Personally, I find dogs and cats equally wonderful—dogs because they look at you like you’re the centre of the universe, and cats because they don’t.

Four years ago I adopted a stray Labrador called Sheldon. He’s both intelligent and socially inept, just like his namesake on The Big Bang Theory. Hide a treat in his vicinity, and there is no puzzle toy, bag or piece of furniture he won’t work his way through to get to it. Take him on a new walking route and he’ll remember it perfectly for next time.

IMG_3080Sheldon has a few issues, of course—shopping trolleys, dogs on leads and motorbikes are creatures deserving extreme suspicion. Hats are inappropriate attire no matter the occasion and sock-wearing feet are too delicious to pass up.

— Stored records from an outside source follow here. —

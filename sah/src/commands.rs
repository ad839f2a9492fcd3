//! Subcommand implementations for the `sah` binary.

use std::path::{Path, PathBuf};

use anyhow::{Context, Result};
use clap::{Args, ValueEnum};
use tracing::debug;

use sah_common::scenario::OUTPUT_DIR_NAME;
use sah_common::{
    ExpectedOutcome, HarnessConfig, Scenario, ScenarioReport, ScenarioSpec, Workspace,
};

/// Expected outcome class, as spelled on the command line.
#[derive(Debug, Clone, Copy, PartialEq, Eq, ValueEnum)]
pub enum ExpectArg {
    /// The analyzer should exit non-zero because it found bugs.
    Findings,
    /// The analyzer should exit zero.
    Clean,
}

#[derive(Debug, Args)]
pub struct RunArgs {
    /// Fixture source file to build the scenario from.
    #[arg(
        long,
        value_name = "FILE",
        conflicts_with = "scenario",
        required_unless_present = "scenario"
    )]
    pub fixture: Option<PathBuf>,

    /// Declarative scenario file (TOML). Relative fixture paths resolve
    /// against the file's directory.
    #[arg(long, value_name = "FILE")]
    pub scenario: Option<PathBuf>,

    /// Workspace root directory; defaults to a fresh directory under the
    /// system temp dir.
    #[arg(long, value_name = "DIR")]
    pub root: Option<PathBuf>,

    /// Static-analysis driver to invoke.
    #[arg(long, value_name = "PROGRAM")]
    pub analyzer: Option<String>,

    /// Compiler written into the generated build script.
    #[arg(long, value_name = "PROGRAM")]
    pub compiler: Option<String>,

    /// Expected outcome class.
    #[arg(long, value_enum, default_value_t = ExpectArg::Findings)]
    pub expect: ExpectArg,

    /// Minimum number of plist diagnostics the run must produce.
    #[arg(long, value_name = "N")]
    pub min_diagnostics: Option<usize>,

    /// Do not ask the analyzer to fail the run when bugs are found.
    #[arg(long)]
    pub no_status_bugs: bool,

    /// Keep the analyzer report directory even when empty.
    #[arg(long)]
    pub keep_empty: bool,
}

#[derive(Debug, Args)]
pub struct PrepareArgs {
    /// Fixture source file to build the workspace from.
    #[arg(long, value_name = "FILE")]
    pub fixture: PathBuf,

    /// Workspace root directory; defaults to a fresh directory under the
    /// system temp dir.
    #[arg(long, value_name = "DIR")]
    pub root: Option<PathBuf>,

    /// Compiler written into the generated build script.
    #[arg(long, value_name = "PROGRAM")]
    pub compiler: Option<String>,
}

/// Run a full scenario. Returns whether the verdict passed.
pub fn run(args: RunArgs) -> Result<bool> {
    let spec = build_spec(&args)?;
    let config = build_config(args.compiler.as_deref(), args.analyzer.as_deref());
    let root = args.root.clone().unwrap_or_else(|| default_root(&spec.id));
    debug!(scenario = %spec.id, root = %root.display(), "running scenario");

    let mut scenario = Scenario::new(spec, config, root);
    let report = scenario.run().context("scenario failed")?;
    print_report(&report);
    Ok(report.passed())
}

/// Prepare the workspace and emit the compilation database, then stop.
pub fn prepare(args: PrepareArgs) -> Result<()> {
    let config = build_config(args.compiler.as_deref(), None);
    let root = args
        .root
        .unwrap_or_else(|| default_root(fixture_stem(&args.fixture)));

    let workspace = Workspace::prepare(&root, &args.fixture, &config)
        .context("workspace preparation failed")?;
    let database = workspace.emit_recipe().context("recipe emission failed")?;

    println!("workspace: {}", workspace.root().display());
    println!("build script: {}", workspace.build_script_path().display());
    println!("compilation database: {}", database.display());
    println!("compile command: {}", workspace.compile_command().command_line());
    Ok(())
}

fn build_spec(args: &RunArgs) -> Result<ScenarioSpec> {
    if let Some(path) = &args.scenario {
        let mut spec = ScenarioSpec::load(path)
            .with_context(|| format!("failed to load scenario '{}'", path.display()))?;
        if spec.fixture.is_relative()
            && let Some(base) = path.parent()
        {
            spec.fixture = base.join(&spec.fixture);
        }
        return Ok(spec);
    }

    // `fixture` is enforced by clap when no scenario file is given.
    let fixture = args
        .fixture
        .clone()
        .context("either --fixture or --scenario is required")?;

    let mut expect = match args.expect {
        ExpectArg::Findings => ExpectedOutcome::findings(),
        ExpectArg::Clean => ExpectedOutcome::clean(),
    };
    if let Some(min) = args.min_diagnostics {
        expect = expect.with_min_diagnostics(min);
    }

    let spec = ScenarioSpec::new(fixture_stem(&fixture).to_string(), fixture)
        .with_status_bugs(!args.no_status_bugs)
        .with_expect(expect);
    Ok(ScenarioSpec {
        keep_empty: args.keep_empty,
        ..spec
    })
}

fn build_config(compiler: Option<&str>, analyzer: Option<&str>) -> HarnessConfig {
    let mut config = HarnessConfig::from_env();
    if let Some(compiler) = compiler {
        config.compiler = compiler.to_string();
    }
    if let Some(analyzer) = analyzer {
        config.analyzer = analyzer.to_string();
    }
    config
}

fn fixture_stem(fixture: &Path) -> &str {
    fixture
        .file_stem()
        .and_then(|stem| stem.to_str())
        .unwrap_or("scenario")
}

fn default_root(id: &str) -> PathBuf {
    let stamp = chrono::Utc::now().format("%Y%m%d_%H%M%S_%3f");
    std::env::temp_dir()
        .join("sah")
        .join(format!("{id}_{stamp}_{}", std::process::id()))
}

fn print_report(report: &ScenarioReport) {
    println!(
        "scenario {}: {}",
        report.scenario_id,
        if report.passed() { "PASS" } else { "FAIL" }
    );
    println!("  {}", report.verdict.detail);
    println!("  analyzer exit code: {}", report.run.exit_code);
    println!("  plist diagnostics: {}", report.run.artifacts.len());
    println!("  output under: {}", report.workspace_root.join(OUTPUT_DIR_NAME).display());
    println!("  workspace: {}", report.workspace_root.display());
}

As for my writing, well, Sheldon plays a key part. He’s my early morning alarm clock by way of a wet nose on the cheek and some exuberant pouncing on the bed. We’re generally on the pavement by the time dawn hits the nearby mountains.

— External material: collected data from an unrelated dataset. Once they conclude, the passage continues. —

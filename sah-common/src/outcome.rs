//! Expected outcomes and verdict evaluation.
//!
//! Evaluation is a pure comparison between the declared expectation and the
//! observed run result. It never touches the filesystem and never inspects
//! diagnostic content; semantic checks on emitted artifacts belong to
//! whatever outer mechanism wants them.

use std::fmt;

use serde::{Deserialize, Serialize};

use crate::errors::{ScenarioError, ScenarioResult};
use crate::invoke::RunResult;

/// Classification of an analyzer exit status.
#[derive(Debug, Clone, Copy, PartialEq, Eq, Serialize, Deserialize)]
#[serde(rename_all = "snake_case")]
pub enum ExitClass {
    /// The analyzer exited zero.
    Clean,
    /// The analyzer exited non-zero because findings were reported.
    FindingsReported,
}

impl ExitClass {
    pub fn from_exit_code(code: i32) -> Self {
        if code == 0 {
            Self::Clean
        } else {
            Self::FindingsReported
        }
    }
}

impl fmt::Display for ExitClass {
    fn fmt(&self, f: &mut fmt::Formatter<'_>) -> fmt::Result {
        match self {
            Self::Clean => write!(f, "clean"),
            Self::FindingsReported => write!(f, "findings-reported"),
        }
    }
}

/// Declarative expectation for one scenario; immutable once defined.
#[derive(Debug, Clone, PartialEq, Eq, Serialize, Deserialize)]
pub struct ExpectedOutcome {
    /// Expected exit-status class.
    pub exit: ExitClass,
    /// Minimum number of plist diagnostics the run must leave behind.
    #[serde(default)]
    pub min_diagnostics: Option<usize>,
}

impl ExpectedOutcome {
    /// The analyzer should fail because it found at least one real bug.
    pub fn findings() -> Self {
        Self {
            exit: ExitClass::FindingsReported,
            min_diagnostics: None,
        }
    }

    /// The analyzer should exit zero.
    pub fn clean() -> Self {
        Self {
            exit: ExitClass::Clean,
            min_diagnostics: None,
        }
    }

    /// Additionally require at least `count` plist diagnostics.
    pub fn with_min_diagnostics(mut self, count: usize) -> Self {
        self.min_diagnostics = Some(count);
        self
    }
}

/// Outcome of comparing an expectation against an observation.
#[derive(Debug, Clone, PartialEq, Eq)]
pub struct Verdict {
    pub passed: bool,
    /// Human-readable summary; on failure, an expected-vs-observed diff.
    pub detail: String,
}

impl Verdict {
    /// Lift a failed verdict into [`ScenarioError::UnexpectedOutcome`].
    pub fn into_result(self) -> ScenarioResult<()> {
        if self.passed {
            Ok(())
        } else {
            Err(ScenarioError::UnexpectedOutcome(self.detail))
        }
    }
}

/// Compare the declared expectation with the observed run result.
pub fn evaluate(expected: &ExpectedOutcome, observed: &RunResult) -> Verdict {
    let observed_class = observed.exit_class();
    let mut mismatches = Vec::new();

    if expected.exit != observed_class {
        mismatches.push(format!(
            "exit status: expected {}, observed {} (code {})",
            expected.exit, observed_class, observed.exit_code
        ));
    }

    if let Some(min) = expected.min_diagnostics
        && observed.artifacts.len() < min
    {
        mismatches.push(format!(
            "diagnostics: expected at least {} plist file(s), observed {}",
            min,
            observed.artifacts.len()
        ));
    }

    if mismatches.is_empty() {
        Verdict {
            passed: true,
            detail: format!("analyzer exit matched expectation ({observed_class})"),
        }
    } else {
        Verdict {
            passed: false,
            detail: mismatches.join("; "),
        }
    }
}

There’s plenty of info out there about how going for a walk is excellent for creativity. I’m a big adherent, and even more so for a dawn walk. Photographers call this time the magic hour. It’s when the air is crisper, the birds louder, the colours and scents more vibrant. By the time we’re back home, I’m buzzing with ideas and ready for a decent writing session. Sheldon will generally wedge himself under the chair or beside the window in preparation for some serious napping.

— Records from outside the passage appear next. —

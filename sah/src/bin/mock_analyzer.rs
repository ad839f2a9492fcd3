//! Deterministic mock analysis driver binary.
//!
//! A stand-in for a real static-analysis driver that honors the same
//! invocation contract: it reads a JSON compilation database, writes plist
//! diagnostics into a report directory under `--output`, and exits non-zero
//! when `--status-bugs` was requested and findings exist.

use std::path::PathBuf;
use std::process::ExitCode;

use clap::{ArgAction, Parser};

use sah_common::mock_analyzer::{self, MockAnalyzerOptions};

#[derive(Parser)]
#[command(
    name = "sah-mock-analyzer",
    version,
    about = "Deterministic stand-in for a static-analysis driver"
)]
struct Cli {
    /// The JSON compilation database.
    #[arg(long, value_name = "FILE", default_value = "compile_commands.json")]
    cdb: PathBuf,

    /// Output directory for analyzer reports.
    #[arg(long, short = 'o', value_name = "PATH", default_value = ".")]
    output: PathBuf,

    /// Emit results as a set of .plist files.
    #[arg(long)]
    plist: bool,

    /// Exit non-zero when potential bugs were found.
    #[arg(long)]
    status_bugs: bool,

    /// Keep the report directory even if no issues were reported.
    #[arg(long)]
    keep_empty: bool,

    /// Increase verbosity (repeatable).
    #[arg(short, long, action = ArgAction::Count)]
    verbose: u8,
}

fn main() -> ExitCode {
    let cli = Cli::parse();
    sah_common::logging::init(cli.verbose);

    let options = MockAnalyzerOptions {
        cdb: cli.cdb,
        output: cli.output,
        plist: cli.plist,
        status_bugs: cli.status_bugs,
        keep_empty: cli.keep_empty,
    };

    match mock_analyzer::run(&options) {
        Ok(code) => ExitCode::from(code.clamp(0, 125) as u8),
        Err(error) => {
            eprintln!("sah-mock-analyzer: {error}");
            ExitCode::from(2)
        }
    }
}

After about an hour, I’m reminded that it’s time for breakfast by way of a paw on my leg and soulful, sad eyes. I’ll take advantage of the offered break, feed us both, and then it’s back to work—me writing, him napping and giving me the occasional nudge for a pat.

Multiple studies in the past few years have shown that patting and talking to dogs results in lower blood pressure. As a writer who spends way too much time worrying, my being able to give my pup a good rub is cheap therapy. I have a habit of talking to myself while writing, too, and Sheldon offers great advice by way of a grumble or snore. Coffee breaks are admittedly a time when I come up with ridiculous names for him, like ‘Magical Mister Gruff’ or ‘Sleepy Bun Bun’. I slide back to the desk afterwards feeling a bit better about life.

On the days when the writing is not happening and the biscuit tin beckons, he’s my go-to-guy. Whether he’s rolling in wet grass, barking at butterflies or having fluff unexpectedly explode out of a much-loved toy, his exuberance and curiosity for life are reminders of why I write. The world is full of amazing things to explore and experience, and dogs take it upon themselves to show us. That’s why I count on Sheldon as my writing buddy. If you have a hound, you’ll be able to count on them, too.